__WHAT THE EXERCISE ASKS__: Find every line of the data below that has "Ciao" in it. Reply with the number only.

__Saved entries__:

[Start of section]

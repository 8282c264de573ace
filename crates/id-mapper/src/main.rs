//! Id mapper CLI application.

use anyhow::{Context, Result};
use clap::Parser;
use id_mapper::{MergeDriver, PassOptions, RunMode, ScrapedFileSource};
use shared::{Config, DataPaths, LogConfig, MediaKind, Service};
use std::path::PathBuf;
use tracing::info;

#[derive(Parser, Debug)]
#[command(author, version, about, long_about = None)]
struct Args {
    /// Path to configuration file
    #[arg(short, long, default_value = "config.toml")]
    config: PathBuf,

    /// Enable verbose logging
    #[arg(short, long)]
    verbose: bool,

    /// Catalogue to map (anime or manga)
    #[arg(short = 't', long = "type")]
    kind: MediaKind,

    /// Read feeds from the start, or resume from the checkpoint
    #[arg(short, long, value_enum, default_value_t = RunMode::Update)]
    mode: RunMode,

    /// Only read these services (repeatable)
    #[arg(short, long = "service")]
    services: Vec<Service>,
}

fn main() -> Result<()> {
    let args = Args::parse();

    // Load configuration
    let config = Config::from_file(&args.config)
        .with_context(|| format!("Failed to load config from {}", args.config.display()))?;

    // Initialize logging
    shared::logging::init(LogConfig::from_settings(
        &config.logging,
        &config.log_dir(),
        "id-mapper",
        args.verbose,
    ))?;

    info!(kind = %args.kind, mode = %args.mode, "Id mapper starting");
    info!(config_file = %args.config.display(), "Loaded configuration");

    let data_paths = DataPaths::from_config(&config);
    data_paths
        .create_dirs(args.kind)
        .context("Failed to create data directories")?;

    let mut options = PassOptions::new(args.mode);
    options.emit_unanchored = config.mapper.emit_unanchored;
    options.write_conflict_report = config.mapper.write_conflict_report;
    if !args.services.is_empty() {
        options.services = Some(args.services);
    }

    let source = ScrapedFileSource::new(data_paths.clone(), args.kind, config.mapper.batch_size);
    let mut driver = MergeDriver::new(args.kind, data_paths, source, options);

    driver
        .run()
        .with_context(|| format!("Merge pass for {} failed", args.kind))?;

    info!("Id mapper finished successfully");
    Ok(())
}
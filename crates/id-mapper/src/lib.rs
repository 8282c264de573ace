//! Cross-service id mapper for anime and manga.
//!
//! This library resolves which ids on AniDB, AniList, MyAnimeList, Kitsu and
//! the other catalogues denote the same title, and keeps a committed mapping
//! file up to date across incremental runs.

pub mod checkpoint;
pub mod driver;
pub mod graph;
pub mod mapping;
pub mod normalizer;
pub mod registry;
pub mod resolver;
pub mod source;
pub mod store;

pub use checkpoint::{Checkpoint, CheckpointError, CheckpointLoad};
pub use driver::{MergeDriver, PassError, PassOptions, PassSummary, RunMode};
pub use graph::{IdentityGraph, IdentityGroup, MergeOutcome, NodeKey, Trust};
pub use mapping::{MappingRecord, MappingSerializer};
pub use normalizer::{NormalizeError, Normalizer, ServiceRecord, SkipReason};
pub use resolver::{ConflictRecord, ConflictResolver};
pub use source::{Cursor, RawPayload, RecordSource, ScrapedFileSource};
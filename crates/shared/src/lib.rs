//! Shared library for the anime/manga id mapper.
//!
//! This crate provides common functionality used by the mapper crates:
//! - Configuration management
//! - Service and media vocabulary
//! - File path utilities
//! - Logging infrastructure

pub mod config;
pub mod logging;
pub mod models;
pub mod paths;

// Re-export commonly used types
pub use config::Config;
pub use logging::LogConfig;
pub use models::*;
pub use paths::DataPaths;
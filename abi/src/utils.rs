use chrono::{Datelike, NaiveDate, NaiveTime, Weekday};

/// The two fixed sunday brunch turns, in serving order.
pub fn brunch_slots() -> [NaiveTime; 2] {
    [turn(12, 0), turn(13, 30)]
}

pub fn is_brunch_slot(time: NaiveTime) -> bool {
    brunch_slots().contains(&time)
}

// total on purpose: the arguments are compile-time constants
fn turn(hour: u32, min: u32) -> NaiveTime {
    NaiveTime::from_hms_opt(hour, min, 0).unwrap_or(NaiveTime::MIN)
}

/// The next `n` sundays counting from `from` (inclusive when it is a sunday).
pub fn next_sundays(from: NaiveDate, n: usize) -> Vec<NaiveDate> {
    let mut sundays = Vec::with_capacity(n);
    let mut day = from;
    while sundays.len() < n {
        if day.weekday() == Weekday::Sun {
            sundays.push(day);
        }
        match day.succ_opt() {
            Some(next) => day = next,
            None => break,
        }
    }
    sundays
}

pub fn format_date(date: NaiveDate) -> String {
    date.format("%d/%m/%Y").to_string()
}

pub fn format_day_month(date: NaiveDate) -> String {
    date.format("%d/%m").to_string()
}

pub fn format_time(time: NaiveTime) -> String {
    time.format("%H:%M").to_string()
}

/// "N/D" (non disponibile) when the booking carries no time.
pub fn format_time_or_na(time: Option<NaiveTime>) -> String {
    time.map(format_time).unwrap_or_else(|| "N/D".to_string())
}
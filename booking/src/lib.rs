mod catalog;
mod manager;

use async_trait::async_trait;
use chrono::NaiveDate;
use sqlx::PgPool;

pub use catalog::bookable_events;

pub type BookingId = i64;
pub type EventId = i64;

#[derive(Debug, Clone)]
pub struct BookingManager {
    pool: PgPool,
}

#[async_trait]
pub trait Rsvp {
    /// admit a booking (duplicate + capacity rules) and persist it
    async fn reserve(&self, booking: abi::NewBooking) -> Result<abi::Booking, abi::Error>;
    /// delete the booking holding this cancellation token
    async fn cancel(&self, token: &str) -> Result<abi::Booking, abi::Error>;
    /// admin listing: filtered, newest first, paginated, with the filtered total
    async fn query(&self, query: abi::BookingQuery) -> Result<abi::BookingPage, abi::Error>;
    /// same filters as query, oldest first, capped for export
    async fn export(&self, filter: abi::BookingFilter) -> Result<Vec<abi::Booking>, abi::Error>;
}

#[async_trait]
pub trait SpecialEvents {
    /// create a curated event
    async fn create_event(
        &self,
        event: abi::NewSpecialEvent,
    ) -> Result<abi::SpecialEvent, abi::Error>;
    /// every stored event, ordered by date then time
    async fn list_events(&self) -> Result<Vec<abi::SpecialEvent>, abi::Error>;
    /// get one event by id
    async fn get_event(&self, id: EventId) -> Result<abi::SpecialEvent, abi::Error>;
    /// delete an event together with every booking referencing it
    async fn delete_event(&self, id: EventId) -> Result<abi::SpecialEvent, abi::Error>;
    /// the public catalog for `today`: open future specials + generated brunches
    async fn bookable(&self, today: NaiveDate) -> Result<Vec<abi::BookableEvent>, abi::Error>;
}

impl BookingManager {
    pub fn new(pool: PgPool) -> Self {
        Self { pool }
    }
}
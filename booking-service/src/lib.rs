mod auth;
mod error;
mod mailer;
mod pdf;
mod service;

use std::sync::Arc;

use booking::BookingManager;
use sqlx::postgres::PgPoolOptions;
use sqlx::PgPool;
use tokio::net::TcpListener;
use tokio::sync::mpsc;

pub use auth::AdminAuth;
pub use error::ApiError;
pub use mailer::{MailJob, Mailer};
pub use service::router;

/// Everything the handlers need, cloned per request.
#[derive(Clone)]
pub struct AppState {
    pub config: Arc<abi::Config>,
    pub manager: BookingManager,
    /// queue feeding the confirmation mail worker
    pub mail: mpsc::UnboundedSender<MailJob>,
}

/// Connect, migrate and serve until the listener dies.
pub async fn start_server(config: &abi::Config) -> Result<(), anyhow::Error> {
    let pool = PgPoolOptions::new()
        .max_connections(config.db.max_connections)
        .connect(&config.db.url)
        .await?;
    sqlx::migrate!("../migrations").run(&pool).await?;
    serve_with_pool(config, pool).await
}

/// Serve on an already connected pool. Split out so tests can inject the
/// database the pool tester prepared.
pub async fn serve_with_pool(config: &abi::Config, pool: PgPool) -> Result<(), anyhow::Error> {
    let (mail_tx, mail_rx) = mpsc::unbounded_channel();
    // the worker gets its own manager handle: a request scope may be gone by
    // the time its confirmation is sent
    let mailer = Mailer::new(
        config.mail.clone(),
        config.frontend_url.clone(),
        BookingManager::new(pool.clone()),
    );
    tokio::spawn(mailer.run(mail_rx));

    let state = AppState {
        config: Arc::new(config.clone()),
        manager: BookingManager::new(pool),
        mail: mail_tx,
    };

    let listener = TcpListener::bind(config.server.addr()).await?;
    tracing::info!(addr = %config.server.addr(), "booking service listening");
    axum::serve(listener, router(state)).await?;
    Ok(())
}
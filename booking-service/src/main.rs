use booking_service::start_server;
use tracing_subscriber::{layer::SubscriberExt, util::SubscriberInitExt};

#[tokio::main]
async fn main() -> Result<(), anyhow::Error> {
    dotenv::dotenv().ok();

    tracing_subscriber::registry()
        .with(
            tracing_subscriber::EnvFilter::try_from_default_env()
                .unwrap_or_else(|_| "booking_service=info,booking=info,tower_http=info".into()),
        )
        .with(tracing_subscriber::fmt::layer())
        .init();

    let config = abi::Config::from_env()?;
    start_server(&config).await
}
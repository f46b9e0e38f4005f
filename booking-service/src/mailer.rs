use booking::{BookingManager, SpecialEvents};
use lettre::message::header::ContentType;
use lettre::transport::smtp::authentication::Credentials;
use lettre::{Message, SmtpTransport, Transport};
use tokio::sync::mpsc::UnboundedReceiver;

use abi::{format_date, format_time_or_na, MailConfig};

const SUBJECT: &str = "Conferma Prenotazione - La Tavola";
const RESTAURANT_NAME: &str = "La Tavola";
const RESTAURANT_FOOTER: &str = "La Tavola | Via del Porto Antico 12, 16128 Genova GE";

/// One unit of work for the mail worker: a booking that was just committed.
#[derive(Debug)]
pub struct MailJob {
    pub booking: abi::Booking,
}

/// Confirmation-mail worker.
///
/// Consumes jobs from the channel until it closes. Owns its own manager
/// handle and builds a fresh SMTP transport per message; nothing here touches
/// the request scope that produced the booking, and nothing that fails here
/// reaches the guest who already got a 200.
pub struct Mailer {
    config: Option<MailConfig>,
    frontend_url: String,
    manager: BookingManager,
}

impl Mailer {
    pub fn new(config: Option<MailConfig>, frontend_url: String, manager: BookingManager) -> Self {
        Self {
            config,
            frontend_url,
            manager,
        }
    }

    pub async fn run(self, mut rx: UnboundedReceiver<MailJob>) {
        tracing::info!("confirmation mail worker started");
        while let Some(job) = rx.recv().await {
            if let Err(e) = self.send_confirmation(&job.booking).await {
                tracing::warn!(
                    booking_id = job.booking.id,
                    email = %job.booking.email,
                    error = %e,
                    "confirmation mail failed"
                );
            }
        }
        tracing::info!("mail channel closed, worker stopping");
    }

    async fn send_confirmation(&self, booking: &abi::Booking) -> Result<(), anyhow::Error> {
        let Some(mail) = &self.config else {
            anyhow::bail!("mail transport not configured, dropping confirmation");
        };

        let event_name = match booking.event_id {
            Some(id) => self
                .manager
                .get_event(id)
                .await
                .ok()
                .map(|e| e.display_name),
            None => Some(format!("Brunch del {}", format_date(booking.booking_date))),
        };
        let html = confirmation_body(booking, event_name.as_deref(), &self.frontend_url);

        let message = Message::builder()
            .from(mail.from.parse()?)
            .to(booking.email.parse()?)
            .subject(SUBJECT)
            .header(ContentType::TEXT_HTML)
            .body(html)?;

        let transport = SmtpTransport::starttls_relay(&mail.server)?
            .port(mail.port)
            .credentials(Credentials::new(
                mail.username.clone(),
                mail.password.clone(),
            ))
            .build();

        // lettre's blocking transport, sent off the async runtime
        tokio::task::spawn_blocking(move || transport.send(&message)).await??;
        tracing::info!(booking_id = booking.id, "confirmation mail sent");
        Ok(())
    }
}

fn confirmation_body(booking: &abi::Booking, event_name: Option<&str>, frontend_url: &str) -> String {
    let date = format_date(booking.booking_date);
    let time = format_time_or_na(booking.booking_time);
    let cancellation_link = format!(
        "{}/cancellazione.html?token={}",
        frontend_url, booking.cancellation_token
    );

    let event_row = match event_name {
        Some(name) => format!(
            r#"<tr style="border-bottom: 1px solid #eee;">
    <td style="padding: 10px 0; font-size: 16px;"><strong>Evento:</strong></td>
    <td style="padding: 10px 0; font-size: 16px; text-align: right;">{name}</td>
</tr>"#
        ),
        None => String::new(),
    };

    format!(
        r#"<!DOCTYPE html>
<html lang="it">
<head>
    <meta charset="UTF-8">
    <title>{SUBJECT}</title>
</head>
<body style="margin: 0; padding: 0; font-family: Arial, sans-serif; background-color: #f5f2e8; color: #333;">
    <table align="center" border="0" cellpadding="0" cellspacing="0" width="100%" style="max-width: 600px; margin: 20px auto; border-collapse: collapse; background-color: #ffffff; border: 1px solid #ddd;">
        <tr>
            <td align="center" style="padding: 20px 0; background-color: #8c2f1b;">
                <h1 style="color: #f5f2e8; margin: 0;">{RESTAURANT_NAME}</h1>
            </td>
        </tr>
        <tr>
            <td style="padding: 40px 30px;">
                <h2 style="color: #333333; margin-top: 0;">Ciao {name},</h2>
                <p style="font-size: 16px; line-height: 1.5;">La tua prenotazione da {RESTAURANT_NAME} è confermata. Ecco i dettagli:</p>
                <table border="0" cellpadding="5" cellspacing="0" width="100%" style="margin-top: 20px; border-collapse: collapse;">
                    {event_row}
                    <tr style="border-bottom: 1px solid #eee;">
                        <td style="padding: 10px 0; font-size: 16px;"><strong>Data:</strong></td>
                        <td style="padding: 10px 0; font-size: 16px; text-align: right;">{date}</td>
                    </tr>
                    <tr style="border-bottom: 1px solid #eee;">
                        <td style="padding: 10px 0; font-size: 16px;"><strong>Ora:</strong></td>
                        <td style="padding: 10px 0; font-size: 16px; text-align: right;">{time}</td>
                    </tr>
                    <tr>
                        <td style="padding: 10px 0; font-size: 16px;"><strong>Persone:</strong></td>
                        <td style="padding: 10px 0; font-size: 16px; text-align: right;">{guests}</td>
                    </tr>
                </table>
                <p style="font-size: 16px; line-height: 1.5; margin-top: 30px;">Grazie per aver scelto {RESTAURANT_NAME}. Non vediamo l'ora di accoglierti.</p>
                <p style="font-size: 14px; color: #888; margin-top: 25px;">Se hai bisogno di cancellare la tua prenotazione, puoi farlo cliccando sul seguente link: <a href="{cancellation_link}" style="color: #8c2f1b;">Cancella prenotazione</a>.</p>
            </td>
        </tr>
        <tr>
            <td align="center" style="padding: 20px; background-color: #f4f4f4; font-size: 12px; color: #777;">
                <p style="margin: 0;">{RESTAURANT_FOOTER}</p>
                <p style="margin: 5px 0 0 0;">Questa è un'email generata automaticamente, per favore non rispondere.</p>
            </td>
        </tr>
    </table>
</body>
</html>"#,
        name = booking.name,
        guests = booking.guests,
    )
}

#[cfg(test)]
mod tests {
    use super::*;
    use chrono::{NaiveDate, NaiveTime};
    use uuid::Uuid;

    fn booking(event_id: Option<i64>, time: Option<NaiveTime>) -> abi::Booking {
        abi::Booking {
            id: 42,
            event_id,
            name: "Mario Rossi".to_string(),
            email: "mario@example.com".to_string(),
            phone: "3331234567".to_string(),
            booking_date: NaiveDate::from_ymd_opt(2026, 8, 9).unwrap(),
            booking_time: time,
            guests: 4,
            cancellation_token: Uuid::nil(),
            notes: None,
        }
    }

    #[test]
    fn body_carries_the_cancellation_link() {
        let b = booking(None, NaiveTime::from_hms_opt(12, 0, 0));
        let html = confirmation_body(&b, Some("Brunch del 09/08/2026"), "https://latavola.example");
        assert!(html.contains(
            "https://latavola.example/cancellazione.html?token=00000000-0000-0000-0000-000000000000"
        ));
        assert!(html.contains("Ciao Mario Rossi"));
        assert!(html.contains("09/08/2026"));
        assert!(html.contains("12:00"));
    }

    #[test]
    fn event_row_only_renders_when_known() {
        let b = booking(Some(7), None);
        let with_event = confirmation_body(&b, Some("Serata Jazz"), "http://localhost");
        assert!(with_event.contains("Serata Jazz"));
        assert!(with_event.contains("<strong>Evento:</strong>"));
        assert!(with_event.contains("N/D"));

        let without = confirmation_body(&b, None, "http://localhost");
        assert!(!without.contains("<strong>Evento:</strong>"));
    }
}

[End of section]

__SOLUTION TO THIS PROBLEM__: 2